Dopo, a letto, se vuole, ma non sempre accade, raccontandogli di nuovo il pomeriggio all’orecchio, glielo meno e lo faccio venire..."
Erano amanti da almeno un paio d'anni, poco dopo il matrimonio di lei, quello che era uscito su tutti i giornali: Carlo, erede dell'immensa ricchezza della famiglia Taranto, sposa Elena Babbo, la grande modella dei più noti stilisti.Si erano conosciuti perchè il marito l'aveva invitato a casa propria per una questione d'affari. Lui era un affermato commercialista in città e qualcuno aveva detto a Carlo Taranto quanto era in gamba a districarsi tra fisco e codice civile.
Con Elena si erano incontrati praticamente sulle scale ed era scattato un colpo di fulmine.
Da quel giorno almeno una volta alla settimana si erano visti in vari alberghi fuori provincia. Poi gli incontri erano diminuiti, ma più o meno una volta al mese si trovavano.
La versione di lui.
“No, ti prego, non dire così che è gelosissimo!”
Tutte le volte che me ne uscivo dicendole che non sopportavo più quello stato di cose e che volevo dire a suo marito quanto noi ci amassimo, lei se ne usciva con quella supplica.
Se insistevo, lei era capace di mettersi a piangere e di abbracciarmi e di baciarmi per calmarmi. Fatto sta che ci amavamo ormai da molti anni e io per lei avevo mollato mia moglie, mentre lei non ci pensava neppure.
La capivo anche, da un certo punto di vista.
Lui, il marito, era un industriale ricco sfondato e che le lasciava una libertà che io forse non le avrei lasciato. Però, a sentire lei, era gelosissimo.
“Fa così con tutto ciò che reputa sia suo. Non credo gli importi molto di cosa faccio quando non sono con lui, ma assolutamente se gli dicessi che lo voglio lasciare impazzirebbe e diventerebbe violento. Lo conosco. È successo così tutte le volte”
A quali volte lei facesse riferimento non so. Evidentemente prima di me c’erano stati altri. Non ne avevo la certezza, ma mi sembrava possibile se non probabile. Elena era una donna intelligente, passionale, bellissima e sempre insoddisfatta e per quanto riguarda il sesso decisamente oltre quello che nella mia esperienza potevo definire normale. Quel mix di intelligenza, passione e appetito sessuale mi aveva letteralmente fatto impazzire, tanto, come dicevo, d’avermi costretto a lasciare mia moglie, la cui freddezza mi era diventata improvvisamente insopportabile.

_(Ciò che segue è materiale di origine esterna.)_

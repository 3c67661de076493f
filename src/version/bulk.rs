//! Concurrent resolution of every version in a manifest
//!
//! One task per entry, at most `limit` of them fetching at once. The first
//! task to fail records its error and cancels the rest; the caller then gets
//! that error and nothing else. Successful results arrive in completion
//! order.

use std::sync::{Arc, Mutex};

use tokio::sync::{Semaphore, mpsc};
use tokio::task::JoinSet;
use tokio_util::sync::CancellationToken;
use tracing::{debug, info};

use crate::version::detail::VersionDetail;
use crate::version::error::ResolveError;
use crate::version::resolver::DetailResolver;
use crate::version::types::Manifest;

/// Resolves the detail of every entry in `manifest`
///
/// # Returns
/// * `Ok(Vec<VersionDetail>)` - One detail per entry, in completion order
/// * `Err(ResolveError)` - The first error any worker hit; no partial results
pub async fn resolve_all(
    resolver: Arc<DetailResolver>,
    manifest: Arc<Manifest>,
    limit: usize,
) -> Result<Vec<VersionDetail>, ResolveError> {
    let total = manifest.versions.len();
    if total == 0 {
        return Ok(Vec::new());
    }

    let limit = limit.max(1);
    info!("Resolving {} versions (concurrency: {})", total, limit);

    let permits = Arc::new(Semaphore::new(limit));
    let cancel = CancellationToken::new();
    let first_error: Arc<Mutex<Option<ResolveError>>> = Arc::new(Mutex::new(None));
    // Room for every result, so publishing never waits on the collector
    let (tx, mut rx) = mpsc::channel(total);

    let mut workers = JoinSet::new();
    for index in 0..total {
        let resolver = resolver.clone();
        let manifest = manifest.clone();
        let permits = permits.clone();
        let cancel = cancel.clone();
        let first_error = first_error.clone();
        let tx = tx.clone();

        workers.spawn(async move {
            let permit = tokio::select! {
                biased;
                _ = cancel.cancelled() => return,
                permit = permits.acquire() => permit,
            };
            let Ok(_permit) = permit else { return };
            if cancel.is_cancelled() {
                return;
            }

            let entry = &manifest.versions[index];
            match resolver.resolve_entry(entry).await {
                Ok(detail) => {
                    if cancel.is_cancelled() {
                        resolver.recycle(detail);
                    } else if let Err(mpsc::error::SendError(detail)) = tx.send(detail).await {
                        resolver.recycle(detail);
                    }
                }
                Err(e) => {
                    debug!("Resolving {} failed, cancelling remaining workers", entry.id);
                    record_first(&first_error, e);
                    cancel.cancel();
                }
            }
        });
    }
    drop(tx);

    // Closes once every worker has returned and dropped its sender
    let mut details = Vec::with_capacity(total);
    while let Some(detail) = rx.recv().await {
        details.push(detail);
    }

    while let Some(joined) = workers.join_next().await {
        if let Err(e) = joined {
            record_first(&first_error, ResolveError::Task(e));
        }
    }

    let failure = first_error.lock().ok().and_then(|mut first| first.take());
    match failure {
        Some(e) => {
            for detail in details {
                resolver.recycle(detail);
            }
            Err(e)
        }
        None => {
            debug!("Resolved all {} versions", details.len());
            Ok(details)
        }
    }
}

fn record_first(slot: &Mutex<Option<ResolveError>>, error: ResolveError) {
    if let Ok(mut slot) = slot.lock()
        && slot.is_none()
    {
        *slot = Some(error);
    }
}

Lei, mia moglie, era rimasta sorpresa, ma quando poi le avevo confessato per chi la stavo lasciando lei superata l’incredulità e, successivamente, la naturale gelosia, aveva dovuto ammettere che da quel che avevo visto e letto di Elena non poteva darmi torto. Elena da parte sua a parole si era detta contraria che io mi separassi, ma poi nei fatti era felice di potermi avere senza problemi tutte le volte che lei poteva.
Funzionava così.
Dovete sapere che io sono un libero professionista e di conseguenza posso gestirmi il tempo come meglio credo e quindi, quando lei mi chiamava e con quella sua voce dal tono basso e sensuale al cellulare mi sussurrava che mi voleva o, come diceva altre volte, che ne aveva bisogno, il mio cazzo rispondeva per primo e io per secondo, correndo a casa e aprendole la porta già pronto per soddisfare tutte le sue voglie.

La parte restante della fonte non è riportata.